Growing strawberries in desert greenhouses

Effort to grow strawberries using hydroponics is underway at University of Arizona.

A team of University of Arizona researchers is looking at ways to grow strawberries hydroponically in a greenhouse. The effort is being led by Chieri Kubotoa, a widely published professor in the UA of School of Plant Sciences and the Department of Agricultural and Biosystems Engineering, and a member of the UA's BIO5 Institute.

Growing up in Tokyo, Kubota savored fresh strawberries in the winter. It wasn’t until she studied agriculture in college that she learned that fresh strawberries in winter are, as she puts it, "an unusual cycle against nature."
Today Kubota is trying to perfect that off-season cycle and grow strawberries hydroponically in a greenhouse in the UA Controlled Environment Agriculture Center, which is part of the College of Agriculture and Life Sciences. Her goal is to introduce sustainable strawberry cultivation to local greenhouse growers and provide sweet luscious berries for restaurants, high-end grocers and farmers markets.

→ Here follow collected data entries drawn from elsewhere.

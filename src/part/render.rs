//! Rendered aggregator nodes
//!
//! These are the structures the backend receives in a request's
//! `aggregators` list. Serialization follows the backend's JSON shape:
//!
//! ```text
//! {"type": "group", "of": null, "each": [{"type": "average", "sampling": {"unit": "seconds", "value": 60}}]}
//! {"type": "topk", "k": 5, "of": {"type": "empty"}}
//! ```

use serde::{Deserialize, Serialize};
use serde_json::Number;

// ============================================================================
// Aggregation kinds
// ============================================================================

/// Root aggregation types supported by the backend
#[derive(Debug, Clone, Copy, PartialEq, Eq, Hash, Serialize, Deserialize)]
#[serde(rename_all = "camelCase")]
pub enum AggregationKind {
    /// Arithmetic mean
    Average,
    /// Number of samples
    Count,
    /// Difference between consecutive samples
    Delta,
    /// Difference between consecutive samples per second
    DeltaPerSecond,
    /// Maximum value
    Max,
    /// Minimum value
    Min,
    /// Drops negative samples
    NotNegative,
    /// Standard deviation
    Stddev,
    /// Sum of values
    Sum,
    /// Sum of squares
    Sum2,
}

impl AggregationKind {
    /// All root aggregations in registration order
    pub const ALL: [AggregationKind; 10] = [
        AggregationKind::Average,
        AggregationKind::Count,
        AggregationKind::Delta,
        AggregationKind::DeltaPerSecond,
        AggregationKind::Max,
        AggregationKind::Min,
        AggregationKind::NotNegative,
        AggregationKind::Stddev,
        AggregationKind::Sum,
        AggregationKind::Sum2,
    ];

    /// Backend type name
    pub fn name(&self) -> &'static str {
        match self {
            AggregationKind::Average => "average",
            AggregationKind::Count => "count",
            AggregationKind::Delta => "delta",
            AggregationKind::DeltaPerSecond => "deltaPerSecond",
            AggregationKind::Max => "max",
            AggregationKind::Min => "min",
            AggregationKind::NotNegative => "notNegative",
            AggregationKind::Stddev => "stddev",
            AggregationKind::Sum => "sum",
            AggregationKind::Sum2 => "sum2",
        }
    }

    /// Look up a kind by backend type name
    pub fn from_name(name: &str) -> Option<Self> {
        Self::ALL.into_iter().find(|k| k.name() == name)
    }

    /// Whether the aggregation is windowed and takes a `sampling` block
    pub fn is_sampled(&self) -> bool {
        !matches!(
            self,
            AggregationKind::Delta
                | AggregationKind::DeltaPerSecond
                | AggregationKind::NotNegative
                | AggregationKind::Stddev
        )
    }
}

/// Filter aggregations that keep or drop whole series
#[derive(Debug, Clone, Copy, PartialEq, Eq, Hash, Serialize, Deserialize)]
#[serde(rename_all = "lowercase")]
pub enum FilterKind {
    /// Series whose values exceed k
    AboveK,
    /// Series whose values stay below k
    BelowK,
    /// The k highest series
    TopK,
    /// The k lowest series
    BottomK,
}

impl FilterKind {
    /// All filter aggregations in registration order
    pub const ALL: [FilterKind; 4] = [
        FilterKind::AboveK,
        FilterKind::BelowK,
        FilterKind::TopK,
        FilterKind::BottomK,
    ];

    /// Backend type name
    pub fn name(&self) -> &'static str {
        match self {
            FilterKind::AboveK => "abovek",
            FilterKind::BelowK => "belowk",
            FilterKind::TopK => "topk",
            FilterKind::BottomK => "bottomk",
        }
    }

    /// Look up a kind by backend type name
    pub fn from_name(name: &str) -> Option<Self> {
        Self::ALL.into_iter().find(|k| k.name() == name)
    }
}

// ============================================================================
// Nodes
// ============================================================================

/// Unit of a sampling window
#[derive(Debug, Clone, Copy, PartialEq, Eq, Serialize, Deserialize)]
#[serde(rename_all = "lowercase")]
pub enum SamplingUnit {
    /// Seconds
    Seconds,
}

/// Sampling window attached to windowed aggregations
#[derive(Debug, Clone, PartialEq, Serialize, Deserialize)]
pub struct Sampling {
    /// Window unit
    pub unit: SamplingUnit,
    /// Window size; `null` when the query has no time grouping
    pub value: Option<Number>,
}

impl Sampling {
    /// Sampling window of `seconds` (or `null` when unknown)
    pub fn seconds(seconds: Option<f64>) -> Self {
        Self {
            unit: SamplingUnit::Seconds,
            value: seconds.and_then(seconds_number),
        }
    }
}

/// One aggregation inside a `group` node
#[derive(Debug, Clone, PartialEq, Serialize, Deserialize)]
pub struct EachAggregation {
    /// Aggregation type
    #[serde(rename = "type")]
    pub kind: AggregationKind,

    /// Sampling window, only for windowed aggregations
    #[serde(default, skip_serializing_if = "Option::is_none")]
    pub sampling: Option<Sampling>,
}

/// Aggregator tree node
#[derive(Debug, Clone, PartialEq, Serialize, Deserialize)]
#[serde(tag = "type")]
pub enum Aggregator {
    /// Groups series by `of` and applies each aggregation
    #[serde(rename = "group")]
    Group {
        /// Grouping key; `null` keeps per-series grouping
        of: Option<Vec<String>>,
        /// Aggregations applied within each group
        each: Vec<EachAggregation>,
    },
    /// Keep series above k
    #[serde(rename = "abovek")]
    AboveK {
        /// Threshold
        k: i64,
        /// Inner aggregation
        of: Box<Aggregator>,
    },
    /// Keep series below k
    #[serde(rename = "belowk")]
    BelowK {
        /// Threshold
        k: i64,
        /// Inner aggregation
        of: Box<Aggregator>,
    },
    /// Keep the k highest series
    #[serde(rename = "topk")]
    TopK {
        /// Series count
        k: i64,
        /// Inner aggregation
        of: Box<Aggregator>,
    },
    /// Keep the k lowest series
    #[serde(rename = "bottomk")]
    BottomK {
        /// Series count
        k: i64,
        /// Inner aggregation
        of: Box<Aggregator>,
    },
    /// No inner aggregation
    #[serde(rename = "empty")]
    Empty,
}

impl Aggregator {
    /// `group` node with a single aggregation
    pub fn group(kind: AggregationKind, of: Option<Vec<String>>, interval: Option<f64>) -> Self {
        let sampling = kind.is_sampled().then(|| Sampling::seconds(interval));
        Aggregator::Group {
            of,
            each: vec![EachAggregation { kind, sampling }],
        }
    }

    /// Flat filter node over an empty inner aggregation
    pub fn filter(kind: FilterKind, k: i64) -> Self {
        let of = Box::new(Aggregator::Empty);
        match kind {
            FilterKind::AboveK => Aggregator::AboveK { k, of },
            FilterKind::BelowK => Aggregator::BelowK { k, of },
            FilterKind::TopK => Aggregator::TopK { k, of },
            FilterKind::BottomK => Aggregator::BottomK { k, of },
        }
    }
}

/// Output of rendering one part
#[derive(Debug, Clone, PartialEq, Serialize, Deserialize)]
#[serde(untagged)]
pub enum RenderedPart {
    /// Aggregator node (aggregate and filter parts)
    Aggregator(Aggregator),
    /// Text expression (function parts such as `time(1m)`)
    Expression(String),
}

/// Whole seconds stay integers in JSON; fractional seconds become floats
fn seconds_number(seconds: f64) -> Option<Number> {
    if seconds.fract() == 0.0 && seconds >= 0.0 && seconds <= u64::MAX as f64 {
        Some(Number::from(seconds as u64))
    } else {
        Number::from_f64(seconds)
    }
}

She knows it can be done. "I'm from Japan. We grow strawberries in greenhouses in winter." And some of those strawbewrries are grown hydroponically.

In the United States the majority of strawberries are grown in California. The plant varieties – or cultivars – are bred for that climate. In the desert, even in a greenhouse, it's a challenge to approximate that mild misty coastal climate.
Kubota's co-principal investigator on the project is research specialist Mark Krogge, who designed an under-the-bench fog system that releases humidity at night so the strawberries are dewy moist by dawn. It's turned on for five minutes at time, three times an hour, for three hours.

They experiment to identify optimal growing conditions for sustainable off-season hydroponic strawberries. Strawberries are harder to grow hydroponically than tomatoes or lettuce. The humid strawberry greenhouse is bathed in bright diffused light. Plants are growing in special styrofoam troughs from Japan that maintain a healthy temperature. The troughs are suspended by chains in long rows at waist height. Bright red berries peek out from lush green leaves.

In Japan, which produces some 259 million pounds of strawberries annually, new flavorful varieties are patented like drugs.

"We recently got some off-patent plants from Japan, but their condition was not so good," Kubota said. "Now we're in the tissue-culture stage to get better plants, healthier plants. Next year we hope to plant them in the greenhouse. This is not a high-yield variety – but it is really flavorful," she said. "These are relatively old varieties that we hope we can propagate and share with growers."

here is a lack of information available about growing greenhouse strawberries, which is one reason this UA research is so valuable. The project was one of 18 in the nation selected for funding by the Walmart Foundation in 2013. The grants are administered by the University of Arkansas.